Methods: All cases of PN performed from 2005 to Oct 2015 in the department were reviewed. Forty-five scans of PN were selected. Of the 45 cases, 12 were open PN performed before robot availability (Group A), 11 were open PN after robot-assistance (RA) was available (Group B), and 22 were RAPN (Group C). Three MIS trained urologists from 3 different centers were asked to review de-identified, standardised CT images of all 45 tumours. They were provided with patients’ age, estimated glomerular filtration rate and nephrometry scores but were blinded to the actual surgical approach used. The experts were asked to choose: (1) between open or laparoscopic approach; (2) between open or robotic approach.

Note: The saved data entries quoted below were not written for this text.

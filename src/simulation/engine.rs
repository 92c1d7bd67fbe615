// src/simulation/engine.rs

use crate::model::state::{PlanningTargets, SimulationState};
use crate::model::vehicles::{ShuttleEvent, SupplyTruck};
use crate::simulation::config::{SimulationParams, SIM_TIME_UNITS_PER_DAY};
use tracing::debug;

/// Production consumption rate (raw units per time unit), forecast bias included.
pub fn production_requirement(state: &SimulationState, params: &SimulationParams) -> f64 {
    state.planning.production_target_per_time_unit.max(0.0) * params.scenario.production_bias()
}

/// Market demand per time unit, forecast bias included.
pub fn market_demand_rate(params: &SimulationParams) -> f64 {
    params.market_demand.max(0.0) / SIM_TIME_UNITS_PER_DAY.max(1.0) * params.scenario.demand_bias()
}

/// Safety stock plus what production eats during one lead time.
pub fn reorder_point(state: &SimulationState, params: &SimulationParams) -> f64 {
    let lead_time_units = params.lead_time.max(0.0) * SIM_TIME_UNITS_PER_DAY;
    (params.safety_stock + production_requirement(state, params) * lead_time_units).max(0.0)
}

/// Advances the simulation by one time slice of `dt` days.
///
/// The phases run in a fixed order; each one sees the stock left behind by the
/// previous one. Nothing here fails: bad numbers are clamped, zero rates give
/// zero movement.
pub fn tick(mut state: SimulationState, params: &SimulationParams, dt: f64) -> SimulationState {
    let dt = if dt.is_finite() { dt.max(0.0) } else { 0.0 };

    // =================================================================
    // PHASE 0: Sync derived values
    // =================================================================
    sync_planning(&mut state, params);

    // =================================================================
    // PHASE 1: Flows (production, market, shuttle)
    // =================================================================
    apply_production(&mut state, params, dt);
    apply_market_demand(&mut state, params, dt);
    move_worker(&mut state, params, dt);

    // =================================================================
    // PHASE 2: Replenishment & transport
    // =================================================================
    handle_replenishment(&mut state, params, dt);
    move_truck(&mut state, dt);
    state.retail_van.advance(dt);

    // =================================================================
    // PHASE 3: Scenario & score
    // =================================================================
    apply_scenario_effects(&mut state, params);
    update_score(&mut state, params);

    state.tick += 1;
    state.elapsed_days += dt;
    state
}

/// Cleans the state and refreshes the planning targets.
pub fn sync_planning(state: &mut SimulationState, params: &SimulationParams) {
    state.sanitize();
    state.planning = PlanningTargets::compute(params, state.finished_goods_stock, state.backlog);
}

fn apply_production(state: &mut SimulationState, params: &SimulationParams, dt: f64) {
    if state.production_shutdown {
        return;
    }
    let per_step = production_requirement(state, params) * dt;
    if per_step <= 0.0 {
        return;
    }
    let actual = per_step.min(state.factory_stock.max(0.0));
    if actual <= 0.0 {
        return;
    }

    state.factory_stock = (state.factory_stock - actual).max(0.0);
    state.finished_goods_stock += actual;
    state.ledger.produced += actual;

    if state.backlog > 0.0 && state.finished_goods_stock > 0.0 {
        let fulfill = state.finished_goods_stock.min(state.backlog);
        state.finished_goods_stock -= fulfill;
        state.backlog -= fulfill;
        state.ledger.backlog_filled += fulfill;
    }
}

fn apply_market_demand(state: &mut SimulationState, params: &SimulationParams, dt: f64) {
    let per_step = market_demand_rate(params) * dt;
    if per_step <= 0.0 {
        return;
    }
    state.ledger.demanded += per_step;

    if state.finished_goods_stock >= per_step {
        state.finished_goods_stock -= per_step;
    } else {
        let shortfall = per_step - state.finished_goods_stock;
        state.finished_goods_stock = 0.0;
        state.backlog += shortfall;
    }
}

fn move_worker(state: &mut SimulationState, params: &SimulationParams, dt: f64) {
    let capacity = params.worker_capacity();
    let speed = state
        .worker
        .speed(production_requirement(state, params), capacity, dt);
    let event = state.worker.advance(
        speed,
        capacity,
        &mut state.warehouse_stock,
        &mut state.factory_stock,
    );
    match event {
        Some(ShuttleEvent::PickedUp(qty)) => {
            debug!(tick = state.tick, qty, "shuttle.picked_up");
        }
        Some(ShuttleEvent::Deposited(qty)) => {
            debug!(tick = state.tick, qty, "shuttle.deposited");
        }
        None => {}
    }
}

fn handle_replenishment(state: &mut SimulationState, params: &SimulationParams, dt: f64) {
    if !state.truck.is_idle() {
        return;
    }
    let raw_on_hand = state.raw_on_hand();
    let target_raw = state.planning.supply_plan.max(0.0);
    let reorder = reorder_point(state, params);
    if raw_on_hand > target_raw.max(reorder) {
        return;
    }

    let needed = (target_raw - raw_on_hand).max(0.0);
    let mut request = params.moq.max(needed);
    if request <= 0.0 {
        request = params.moq.max(target_raw);
    }

    state.truck = SupplyTruck::dispatch(request, params.lead_time, dt);
    state.ledger.trucks_dispatched += 1;
    debug!(
        tick = state.tick,
        raw_on_hand,
        reorder_point = reorder,
        quantity = request,
        "truck.dispatched"
    );
}

fn move_truck(state: &mut SimulationState, dt: f64) {
    if let Some(delivered) = state.truck.advance(dt) {
        state.warehouse_stock += delivered;
        state.ledger.delivered += delivered;
        state.ledger.trucks_arrived += 1;
        debug!(tick = state.tick, delivered, "truck.arrived");
    }
}

fn apply_scenario_effects(state: &mut SimulationState, params: &SimulationParams) {
    if !params.scenario.is_biased() {
        state.production_shutdown = false;
        return;
    }

    let was_shut = state.production_shutdown;
    if state.factory_stock < (params.safety_stock * 0.5).max(40.0) {
        state.production_shutdown = true;
    }
    if state.production_shutdown && state.factory_stock > params.safety_stock + 60.0 {
        state.production_shutdown = false;
    }
    if was_shut != state.production_shutdown {
        debug!(
            tick = state.tick,
            shutdown = state.production_shutdown,
            factory_stock = state.factory_stock,
            "production.shutdown_changed"
        );
    }
}

/// Per-tick score delta for the current stock picture.
pub fn score_delta(state: &SimulationState, params: &SimulationParams) -> i64 {
    let safety = params.safety_stock;
    let mut step = 0;
    if !state.production_shutdown {
        step += 1;
    }
    for stock in [state.factory_stock, state.warehouse_stock] {
        if stock <= safety {
            step -= 1;
        }
        if stock <= 0.0 {
            step -= 1;
        }
    }
    if state.warehouse_stock >= reorder_point(state, params) {
        step += 1;
    }
    step
}

fn update_score(state: &mut SimulationState, params: &SimulationParams) {
    state.score += score_delta(state, params);
}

Results: Overall, there was significantly higher responses indicating a preference for RAPN compared to laparoscopic PN (86.2% vs 74.6%, p=0.004). With availability of robotic-assistance, higher nephrometry score tumors were performed ( Grp A 5.7 vs Grp C 7.1 , p=0.04). In group C, significantly higher responses indicated they will perform RAPN compared to laparoscopic PN (95.2% vs 77.5%, p=0.004).

Conclusion: In this novel study, we demonstrated that significantly more surgeons will offer RAPN compared to laparoscopic PN thus increasing the penetrance of MIS, especially for tumours with higher nephrometry scores.